In IBM Chief Executive Officer Ginni Rometty’s vision of the near future, all businesses will need artificial intelligence to succeed, but software and machines will take jobs away from very few actual humans.

“There’s so much fear-mongering around what AI is,” Rometty said in an interview at Bloomberg’s Sooner Than You Think conference in New York. “When it comes to complete job replacement, it will be a very small percentage; when it comes to changing a job and what you do, it’ll be 100%.”

Rometty said the issue of skills is “front and center” in the U.S. now, even without considering the impacts of AI. She reiterated her view that education has to be “fundamentally revamped” in this country for “the era of man and machine.”

Rather than a dystopian vision in which robots rule the world, Rometty sees AI, or cognitive computing as IBM calls it, as a tool for humans to make better business decisions. And there’s a $2 trillion market for that, Rometty said.

Data Troves

Every company owns troves of data that can be used to train algorithms to identify pertinent insights, she said. That proprietary information gives companies a competitive advantage, and can provide a boost to those businesses with long histories and lots of institutional knowledge that are threatened by fast-moving upstarts.

“I am betting that the incumbents will come roaring back when they realize they have those advantages,” she said.

For her part, Rometty, 60, said her legacy at the 106-year-old International Business Machines Corp. is to leave it “reinvented for this next era so it will live on for the next 100 years.” While she has reached the traditional retirement age for IBM CEOs, Rometty has said she plans to stay at her post for a while because her work to transform the company isn’t finished.

Since taking over as CEO in 2012, Rometty has been working to reposition Big Blue as a purveyor of cloud-based technology and services, distinguished by a focus on selling large businesses applications using artificial intelligence techniques. The shift has required significant investment and pushed down profit, even as Rometty has assured investors that IBM is also focused on being a high-value company.

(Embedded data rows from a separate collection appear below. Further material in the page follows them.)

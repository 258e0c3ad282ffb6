//! Checkout session and idempotent order submission.
//!
//! A [`CheckoutSession`] borrows the cart for its whole lifetime and holds one
//! idempotency key. Every submission attempt in the session carries that key,
//! so a retry after a timeout can never create a second order. The key is
//! discarded only once the order is accepted.
//!
//! # Lifecycle
//!
//! ```text
//! mount ──► Editing ──submit ok──► OrderPlaced
//!              ▲   │
//!              └───┘ submit error (same key on retry)
//! ```
//!
//! With [`KeyScope::Reservation`](crate::config::KeyScope) the key is also
//! persisted together with the reservation window and reused by later
//! sessions until the window ends.

mod form;
mod pricing;

pub use form::{CustomerProfile, FormField, ShippingForm};
pub use pricing::{OrderSummary, ShippingPolicy};

use annya_core::IdempotencyKey;
use secrecy::SecretString;
use serde::{Deserialize, Serialize};
use tracing::{debug, info, warn};

use crate::abandoned::AbandonedCartTracker;
use crate::api::{ApiError, OrderLine, OrderReceipt, OrderRequest, PaymentMethod, StorefrontApi};
use crate::cart::{CartStore, Coupon};
use crate::clock::SharedClock;
use crate::config::{CheckoutConfig, ExpiryPolicy, KeyScope};
use crate::coupons::CouponValidator;
use crate::error::{CheckoutError, ValidationError, add_breadcrumb};
use crate::reservation::ReservationWindow;
use crate::storage::{KeyValueStore, keys};

/// Where a checkout session stands.
#[derive(Debug, Clone, PartialEq, Eq)]
pub enum CheckoutState {
    /// The shopper can edit the form and submit.
    Editing,
    /// The backend accepted the order.
    OrderPlaced(OrderReceipt),
}

/// Idempotency key persisted for the lifetime of a reservation window.
#[derive(Debug, Clone, Serialize, Deserialize)]
#[serde(rename_all = "camelCase")]
struct StoredCheckoutKey {
    key: IdempotencyKey,
    window: ReservationWindow,
}

/// One visit to the checkout page.
pub struct CheckoutSession<'c, S, A> {
    cart: &'c mut CartStore<S>,
    api: A,
    config: CheckoutConfig,
    clock: SharedClock,
    key: Option<IdempotencyKey>,
    reservation: Option<ReservationWindow>,
    form: ShippingForm,
    tracker: AbandonedCartTracker<A>,
    state: CheckoutState,
}

impl<'c, S: KeyValueStore, A: StorefrontApi> CheckoutSession<'c, S, A> {
    /// Open a checkout session over a hydrated, non-empty cart.
    ///
    /// `reservation` is the window returned by the reservation pass that led
    /// here, if any. The form is pre-filled from a stored customer profile.
    ///
    /// # Errors
    ///
    /// Returns [`ValidationError::CartNotLoaded`] or
    /// [`ValidationError::EmptyCart`]; the caller should send the shopper back
    /// to the cart.
    pub fn mount(
        cart: &'c mut CartStore<S>,
        api: A,
        config: CheckoutConfig,
        clock: SharedClock,
        reservation: Option<ReservationWindow>,
    ) -> Result<Self, CheckoutError> {
        if !cart.is_loaded() {
            return Err(ValidationError::CartNotLoaded.into());
        }
        if cart.is_empty() {
            return Err(ValidationError::EmptyCart.into());
        }

        let (key, reservation) = match config.key_scope {
            KeyScope::View => (IdempotencyKey::mint(), reservation),
            KeyScope::Reservation => resume_key(cart, &clock, reservation),
        };

        let mut form = ShippingForm::default();
        if let Some(profile) = cart.read_entry::<CustomerProfile>(keys::USER) {
            form.prefill(&profile);
        }

        let tracker = AbandonedCartTracker::new(api.clone(), config.cart_save_debounce);

        info!(
            idempotency_key = %key,
            scope = ?config.key_scope,
            items = cart.items().len(),
            "Checkout mounted"
        );
        add_breadcrumb("checkout", "Checkout mounted", None);

        Ok(Self {
            cart,
            api,
            config,
            clock,
            key: Some(key),
            reservation,
            form,
            tracker,
            state: CheckoutState::Editing,
        })
    }

    // =========================================================================
    // Form
    // =========================================================================

    #[must_use]
    pub const fn form(&self) -> &ShippingForm {
        &self.form
    }

    /// Edit a form field. Email edits feed the abandoned-cart tracker.
    pub fn set_field(&mut self, field: FormField, value: impl Into<String>) {
        self.form.set(field, value);
        if field == FormField::Email {
            self.tracker
                .on_email_input(&self.form.email, self.cart, &self.form);
        }
    }

    // =========================================================================
    // Coupon & totals
    // =========================================================================

    /// Verify and apply a coupon code.
    ///
    /// # Errors
    ///
    /// Returns [`CheckoutError::Coupon`] with the previous coupon left in
    /// place, or [`CheckoutError::AlreadyPlaced`].
    pub async fn apply_coupon(&mut self, code: &str) -> Result<Coupon, CheckoutError> {
        self.ensure_editing()?;
        let coupon = CouponValidator::new(self.api.clone())
            .apply(self.cart, code)
            .await?;
        Ok(coupon)
    }

    /// Clear the applied coupon.
    pub fn remove_coupon(&mut self) {
        self.cart.remove_coupon();
    }

    /// Subtotal, discount, shipping and total for the current cart.
    #[must_use]
    pub fn summary(&self) -> OrderSummary {
        OrderSummary::compute(
            self.cart.cart_total(),
            self.cart.discount(),
            &self.config.shipping,
        )
    }

    // =========================================================================
    // State
    // =========================================================================

    #[must_use]
    pub fn cart(&self) -> &CartStore<S> {
        self.cart
    }

    #[must_use]
    pub const fn state(&self) -> &CheckoutState {
        &self.state
    }

    /// The key attached to submissions; `None` once the order is placed.
    #[must_use]
    pub const fn idempotency_key(&self) -> Option<&IdempotencyKey> {
        self.key.as_ref()
    }

    #[must_use]
    pub const fn reservation(&self) -> Option<&ReservationWindow> {
        self.reservation.as_ref()
    }

    /// Countdown text for the reservation banner.
    #[must_use]
    pub fn time_left(&self) -> Option<String> {
        let now = self.clock.now();
        self.reservation.map(|w| w.format_remaining(now))
    }

    /// Whether a reservation window exists and has elapsed.
    #[must_use]
    pub fn is_reservation_expired(&self) -> bool {
        let now = self.clock.now();
        self.reservation.is_some_and(|w| w.is_expired(now))
    }

    /// Whether an abandoned-cart save is waiting to fire.
    #[must_use]
    pub fn has_pending_cart_save(&self) -> bool {
        self.tracker.is_pending()
    }

    // =========================================================================
    // Submission
    // =========================================================================

    /// Submit the order with the session's idempotency key.
    ///
    /// On success the pending cart save is cancelled, the conversion signal is
    /// sent, the cart is cleared and the key is discarded. On failure the
    /// session stays editable and a retry reuses the same key.
    ///
    /// # Errors
    ///
    /// - [`CheckoutError::AlreadyPlaced`] after a successful submission
    /// - [`CheckoutError::Validation`] for an empty cart or incomplete form
    /// - [`CheckoutError::AuthenticationRequired`] without a credential, or
    ///   when the backend refuses it
    /// - [`CheckoutError::ReservationExpired`] under the enforce policy
    /// - [`CheckoutError::OrderRejected`] when the backend refuses the order
    /// - [`CheckoutError::Transient`] when the outcome is unknown
    pub async fn submit_order(
        &mut self,
        token: Option<&SecretString>,
    ) -> Result<OrderReceipt, CheckoutError> {
        self.ensure_editing()?;
        let key = self.key.clone().ok_or(CheckoutError::AlreadyPlaced)?;

        if self.cart.is_empty() {
            return Err(ValidationError::EmptyCart.into());
        }
        let (email, shipping_address) = self.form.validate()?;
        let token = token.ok_or(CheckoutError::AuthenticationRequired)?;
        self.check_reservation()?;

        let session_id = self
            .cart
            .session_id()
            .cloned()
            .ok_or(ValidationError::CartNotLoaded)?;

        let order = OrderRequest {
            items: self
                .cart
                .items()
                .iter()
                .map(|item| OrderLine {
                    product_id: item.id.clone(),
                    quantity: item.quantity,
                })
                .collect(),
            shipping_address,
            payment_method: PaymentMethod::CashOnDelivery,
            coupon_code: self.cart.coupon().map(|c| c.code.clone()),
            session_id,
            idempotency_key: key,
        };

        add_breadcrumb(
            "checkout",
            "Submitting order",
            Some(&[("idempotency_key", order.idempotency_key.as_str())]),
        );

        let receipt = match self.api.create_order(&order, token).await {
            Ok(receipt) if receipt.is_accepted() => receipt,
            Ok(receipt) => {
                warn!(order_id = %receipt.order_id, "Backend answered success: false");
                return Err(CheckoutError::OrderRejected(
                    "Failed to place order".to_string(),
                ));
            }
            Err(ApiError::Unauthorized(detail)) => {
                warn!(detail = %detail, "Order refused: credential rejected");
                return Err(CheckoutError::AuthenticationRequired);
            }
            Err(e) if e.is_transient() => return Err(CheckoutError::Transient(e).reported()),
            Err(e) => {
                warn!(error = %e, "Order rejected");
                let detail = e.detail().unwrap_or("Failed to place order").to_string();
                return Err(CheckoutError::OrderRejected(detail));
            }
        };

        self.tracker.cancel_pending();
        self.tracker.mark_converted(email.as_str()).await;
        self.cart.clear_cart();
        self.cart.remove_entry(keys::CHECKOUT_KEY);
        self.key = None;

        info!(
            order_id = %receipt.order_id,
            order_number = %receipt.order_number,
            "Order placed"
        );
        add_breadcrumb(
            "checkout",
            "Order placed",
            Some(&[("order_number", &receipt.order_number)]),
        );

        self.state = CheckoutState::OrderPlaced(receipt.clone());
        Ok(receipt)
    }

    fn ensure_editing(&self) -> Result<(), CheckoutError> {
        match self.state {
            CheckoutState::Editing => Ok(()),
            CheckoutState::OrderPlaced(_) => Err(CheckoutError::AlreadyPlaced),
        }
    }

    fn check_reservation(&self) -> Result<(), CheckoutError> {
        if self.config.expiry_policy == ExpiryPolicy::Advisory {
            return Ok(());
        }
        match self.reservation {
            Some(window) if !window.is_expired(self.clock.now()) => Ok(()),
            Some(_) | None => {
                warn!("Submission refused: reservation window elapsed");
                Err(CheckoutError::ReservationExpired)
            }
        }
    }
}

/// Reuse the stored key while its window is open, else mint and store a new one.
fn resume_key<S: KeyValueStore>(
    cart: &mut CartStore<S>,
    clock: &SharedClock,
    reservation: Option<ReservationWindow>,
) -> (IdempotencyKey, Option<ReservationWindow>) {
    let now = clock.now();
    let stored = cart
        .read_entry::<StoredCheckoutKey>(keys::CHECKOUT_KEY)
        .filter(|s| !s.window.is_expired(now));

    let (key, window) = match (stored, reservation) {
        (Some(stored), fresh) => {
            debug!(idempotency_key = %stored.key, "Reusing checkout key");
            (stored.key, Some(fresh.unwrap_or(stored.window)))
        }
        (None, fresh) => (IdempotencyKey::mint(), fresh),
    };

    match window {
        Some(window) => cart.write_entry(
            keys::CHECKOUT_KEY,
            &StoredCheckoutKey {
                key: key.clone(),
                window,
            },
        ),
        None => cart.remove_entry(keys::CHECKOUT_KEY),
    }
    (key, window)
}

Revenue has fallen for 21 straight quarters, showing that IBM has yet to offset declines by adding new business. Investors are keen for tangible results, especially with Watson, the brand encompassing IBM’s AI products.  “Watson is exactly where we thought it would be,” Rometty said. She highlighted Watson’s achievements in health care, noting that by the end of the year Watson will be trained on what causes 80 percent of the world’s cancers. The company doesn’t provide data on Watson’s sales.

Big Business

Because IBM is such a big business -- booking almost $80 billion in sales in 2016 -- expectations for Watson to grow the company “two times are unrealistic,” Rometty said. It takes time to teach Watson algorithms on data from industries including health care and finance, and the whole AI era still early, she said.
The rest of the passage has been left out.